Ha fatto più rumore la risonanza mediatica che si è innescata rispetto agli stessi boati. Il fenomeno avvertito nella notte tra giovedì e venerdì in Val Borlezza ha varcato persino i confini della provincia. Ne hanno parlato siti web e giornali nazionali, oggi a Cerete sono addirittura arrivate le telecamere della Rai. Una troupe del tg regionale, vista l’eco di questi giorni, ha giustamente voluto andare a vedere da vicino cos’era accaduto.

Tutta questa attenzione ha sorpreso chi ormai ai boati ci ha fatto l’abitudine . «Il fenomeno non è una novità per il nostro territorio – spiega Cinzia Locatelli, sindaca di Cerete -. Da qualche anno a questa parte succede. Tempo fa questi boati si sentivano anche a Rovetta, adesso forse un po’ meno. Nulla di grave. Sono rumori probabilmente dovuti a movimenti nel sottosuolo.
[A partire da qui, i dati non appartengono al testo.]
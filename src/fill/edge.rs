//! Edge records and the row-bucketed edge table.
//!
//! The edge table (the "NET" of the classic algorithm) holds every
//! non-horizontal boundary segment of one polygon, grouped by the scanline row
//! at which the segment becomes active. It is built once per fill call and
//! handed to the [`ScanConverter`](super::ScanConverter), which owns it from
//! then on.
//!
//! # Shared-vertex rule
//!
//! Every vertex of a closed loop is the endpoint of two edges. When the sweep
//! line passes through a vertex, the even-odd pairing only stays correct if
//! that vertex is counted the right number of times:
//!
//! ```text
//!   pass-through (count once)        local extremum (count twice)
//!
//!        \                                 \      /
//!         \  ymax = y - 1                   \    /   ymax = y on both
//!          v ------------ row y              \  /
//!         /  next edge starts here            v ---- row y
//!        /
//! ```
//!
//! The edge ending at a pass-through vertex gives up its last row, so the
//! vertex row is crossed only by the edge that starts there. At a local
//! maximum both edges keep the row and contribute a zero-width pair. A
//! horizontal neighbor counts as "continuing", which makes flat bottoms
//! exclusive: the square `(0,0) (10,0) (10,10) (0,10)` covers rows `0..=9`.

use log::trace;

use super::{LoopDefect, VertexSource};

/// Index of an [`Edge`] inside the edge array of one fill call.
pub type EdgeId = usize;

/// One non-horizontal polygon boundary segment, as seen by the sweep.
#[derive(Clone, Copy, Debug, PartialEq)]
pub struct Edge {
    /// X-intersection with the current scanline.
    pub xi: f32,
    /// Change of `xi` per scanline (inverse slope).
    pub dx: f32,
    /// Last row, inclusive, on which the edge is active.
    pub ymax: i32,
    pub id: EdgeId,
}

/// Most scanline rows a single loop may span, top and bottom rows included.
///
/// The edge table keeps one bucket per row, so taller loops are rejected
/// before anything is allocated.
pub const MAX_ROWS: i64 = 1 << 20;

/// Snaps a screen-space y coordinate to its scanline row.
///
/// Saturates at the `i32` range; such loops fail [`check_row_span`].
#[inline]
pub(crate) fn snap_row(y: f32) -> i32 {
    y.round() as i32
}

/// Rejects row ranges taller than [`MAX_ROWS`].
pub(crate) fn check_row_span(y_min: i32, y_max: i32) -> Result<usize, LoopDefect> {
    let rows = i64::from(y_max) - i64::from(y_min) + 1;
    if rows > MAX_ROWS {
        return Err(LoopDefect::RowRangeTooLarge { rows });
    }
    Ok(rows as usize)
}

/// Edges of one polygon, bucketed by the row at which they activate.
#[derive(Clone, Debug)]
pub struct EdgeTable {
    pub(crate) y_min: i32,
    pub(crate) y_max: i32,
    pub(crate) edges: Vec<Edge>,
    pub(crate) buckets: Vec<Vec<EdgeId>>,
}

impl EdgeTable {
    /// Builds the table for a closed vertex loop.
    ///
    /// Only the row span is checked here; horizontal pairs are skipped and
    /// any other pair produces an edge. Callers that need full validation go
    /// through [`fill_polygon`](super::fill_polygon).
    pub fn build<V>(source: &V, vertex_loop: &[usize]) -> Result<Self, LoopDefect>
    where
        V: VertexSource + ?Sized,
    {
        let points: Vec<(f32, i32)> = vertex_loop
            .iter()
            .map(|&index| {
                let p = source.position(index);
                (p.x, snap_row(p.y))
            })
            .collect();

        let y_min = points.iter().map(|&(_, y)| y).min().unwrap_or(0);
        let y_max = points.iter().map(|&(_, y)| y).max().unwrap_or(0);
        let rows = check_row_span(y_min, y_max)?;

        let mut table = Self {
            y_min,
            y_max,
            edges: Vec::with_capacity(points.len()),
            buckets: vec![Vec::new(); rows],
        };

        let n = points.len();
        for i in 0..n {
            let (x0, y0) = points[i];
            let (x1, y1) = points[(i + 1) % n];
            let (_, y_before) = points[(i + n - 1) % n];
            let (_, y_after) = points[(i + 2) % n];

            if y0 == y1 {
                continue;
            }

            let dx = (x1 - x0) / (y1 - y0) as f32;
            let (xi, anchor, ymax) = if y1 > y0 {
                // Upper endpoint is the second point; its neighbor follows it.
                let ymax = if y_after >= y1 { y1 - 1 } else { y1 };
                (x0, y0, ymax)
            } else {
                // Upper endpoint is the first point; its neighbor precedes it.
                let ymax = if y_before >= y0 { y0 - 1 } else { y0 };
                (x1, y1, ymax)
            };

            table.push(anchor, xi, dx, ymax);
        }

        trace!(
            "edge table: rows {}..={}, {} edges from {} vertices",
            table.y_min,
            table.y_max,
            table.edges.len(),
            n
        );

        Ok(table)
    }

    fn push(&mut self, row: i32, xi: f32, dx: f32, ymax: i32) {
        let id = self.edges.len();
        self.edges.push(Edge { xi, dx, ymax, id });
        self.buckets[(row - self.y_min) as usize].push(id);
    }

    pub fn y_min(&self) -> i32 {
        self.y_min
    }

    pub fn y_max(&self) -> i32 {
        self.y_max
    }

    /// Number of scanline rows the table spans.
    pub fn row_count(&self) -> usize {
        self.buckets.len()
    }

    pub fn edges(&self) -> &[Edge] {
        &self.edges
    }

    /// Edge ids that activate at absolute row `y`. Empty outside the table.
    pub fn bucket(&self, y: i32) -> &[EdgeId] {
        if y < self.y_min || y > self.y_max {
            return &[];
        }
        &self.buckets[(y - self.y_min) as usize]
    }
}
Il Cnr (Centro nazionale delle ricerche, ndr) se ne sta occupando da tempo. Per primi gli scienziati sostengono che non ci sono pericoli per la popolazione. Mi sento quindi di dire che bisogna stare tranquilli».

Il municipio di Cerete

Poche ore dopo che i boati sono stati avvertiti e poi di nuovo ieri, anche la Protezione civile di Clusone (che opera anche a Cerete) ha voluto fare alcune precisazioni. «Abbiamo specificato che questi eventi rientrano nella normalità del territorio – sottolinea il responsabile, Roberto Torri -. Sappiamo tutti che nella zona di Cerete, ma anche in quella di Rovetta, esistono questi fenomeni causati da una particolare condizione geologica limitata a quest’area. La stessa comunità scientifica suffraga l’idea che non ci siano particolari condizioni di criticità».
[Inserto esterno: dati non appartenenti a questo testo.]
//! Interactive quad editing, independent of any windowing system.
//!
//! The caller feeds pointer positions in canvas coordinates; the editor decides
//! which vertex handle is grabbed, moves it while the pointer stays on the
//! canvas, and renders the mesh so that quads touching the moved vertex are
//! drawn last and win any overlap.

use log::debug;

use crate::config::RenderConfig;
use crate::fill::{fill_polygon, FillError};
use crate::math::vec2::Vec2;
use crate::render::Renderer;
use crate::scene::{QuadMesh, SceneError};

pub struct QuadEditor {
    mesh: QuadMesh,
    config: RenderConfig,
    editable: bool,
    grabbed: Option<usize>,
    last_moved: Option<usize>,
}

impl QuadEditor {
    pub fn new(mesh: QuadMesh, config: RenderConfig) -> Self {
        Self {
            mesh,
            config,
            editable: true,
            grabbed: None,
            last_moved: None,
        }
    }

    pub fn mesh(&self) -> &QuadMesh {
        &self.mesh
    }

    pub fn into_mesh(self) -> QuadMesh {
        self.mesh
    }

    pub fn config(&self) -> &RenderConfig {
        &self.config
    }

    pub fn is_editable(&self) -> bool {
        self.editable
    }

    /// Locks or unlocks editing. Locking releases any grabbed handle.
    pub fn set_editable(&mut self, editable: bool) {
        self.editable = editable;
        if !editable {
            self.grabbed = None;
        }
    }

    /// The vertex currently being dragged.
    pub fn grabbed(&self) -> Option<usize> {
        self.grabbed
    }

    /// Strictly inside the canvas; the border itself does not count.
    pub fn contains(&self, point: Vec2) -> bool {
        point.x > 0.0
            && point.x < self.config.width as f32
            && point.y > 0.0
            && point.y < self.config.height as f32
    }

    /// The first vertex whose handle contains `point`.
    pub fn hit_test(&self, point: Vec2) -> Option<usize> {
        if !self.contains(point) {
            return None;
        }
        let r2 = self.config.handle_radius * self.config.handle_radius;
        self.mesh
            .vertices()
            .iter()
            .position(|v| v.distance_squared(point) < r2)
    }

    /// Grabs the handle under `point`, if any.
    pub fn begin_drag(&mut self, point: Vec2) -> Option<usize> {
        if !self.editable {
            return None;
        }
        self.grabbed = self.hit_test(point);
        if let Some(index) = self.grabbed {
            debug!("grabbed vertex {}", index);
            self.last_moved = Some(index);
        }
        self.grabbed
    }

    /// Moves the grabbed vertex to `point`. Returns whether anything moved.
    pub fn drag_to(&mut self, point: Vec2) -> bool {
        let Some(index) = self.grabbed else {
            return false;
        };
        if !self.contains(point) {
            return false;
        }
        self.move_vertex(index, point).is_ok()
    }

    pub fn end_drag(&mut self) {
        self.grabbed = None;
    }

    /// Moves a vertex directly, bypassing handles and canvas bounds.
    pub fn move_vertex(&mut self, index: usize, point: Vec2) -> Result<(), SceneError> {
        self.mesh.set_position(index, point)?;
        debug!("moved vertex {} to ({}, {})", index, point.x, point.y);
        self.last_moved = Some(index);
        Ok(())
    }

    /// Quad indices in fill order.
    ///
    /// Quads that do not use the last moved vertex come first, then the quads
    /// that do, each group in table order.
    pub fn draw_order(&self) -> Vec<usize> {
        let touches_moved = |quad: &[usize; 4]| match self.last_moved {
            Some(moved) => quad.contains(&moved),
            None => false,
        };

        let quads = self.mesh.quads();
        let (mut order, moved): (Vec<usize>, Vec<usize>) =
            (0..quads.len()).partition(|&i| !touches_moved(&quads[i]));
        order.extend(moved);
        order
    }

    /// Clears `renderer` and draws the whole scene into it.
    pub fn render(&self, renderer: &mut Renderer) -> Result<(), FillError> {
        let config = &self.config;
        renderer.clear(config.background.to_argb());

        let quads = self.mesh.quads();
        let order = self.draw_order();
        let mut frame = renderer.frame_buffer();
        for &i in &order {
            fill_polygon(&self.mesh, &quads[i], &mut frame)?;
        }

        if config.show_outlines {
            let color = config.outline_color.to_argb();
            for quad in quads {
                renderer.draw_outline(&self.mesh.quad_points(quad), color);
            }
        }

        if config.show_handles {
            let color = config.handle_color.to_argb();
            for &vertex in self.mesh.vertices() {
                renderer.draw_handle(vertex, config.handle_radius, color);
            }
        }

        debug!("rendered {} quads in order {:?}", quads.len(), order);
        Ok(())
    }
}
Nemmeno la gente di Cerete sembra troppo allarmata. «Non ho notato particolare preoccupazione – prosegue la prima cittadina -. Oltretutto, nella notte tra giovedì e venerdì in tanti non hanno nemmeno avvertito i boati». Roberto Torri aggiunge: «Il fenomeno può essere sentito a seconda della sensibilità delle persone e, soprattutto, dall’ora. Può darsi che alcuni episodi passati siano avvenuti durante il giorno, quando tutti erano assorti nei propri impegni, e quindi non sono stati nemmeno percepiti».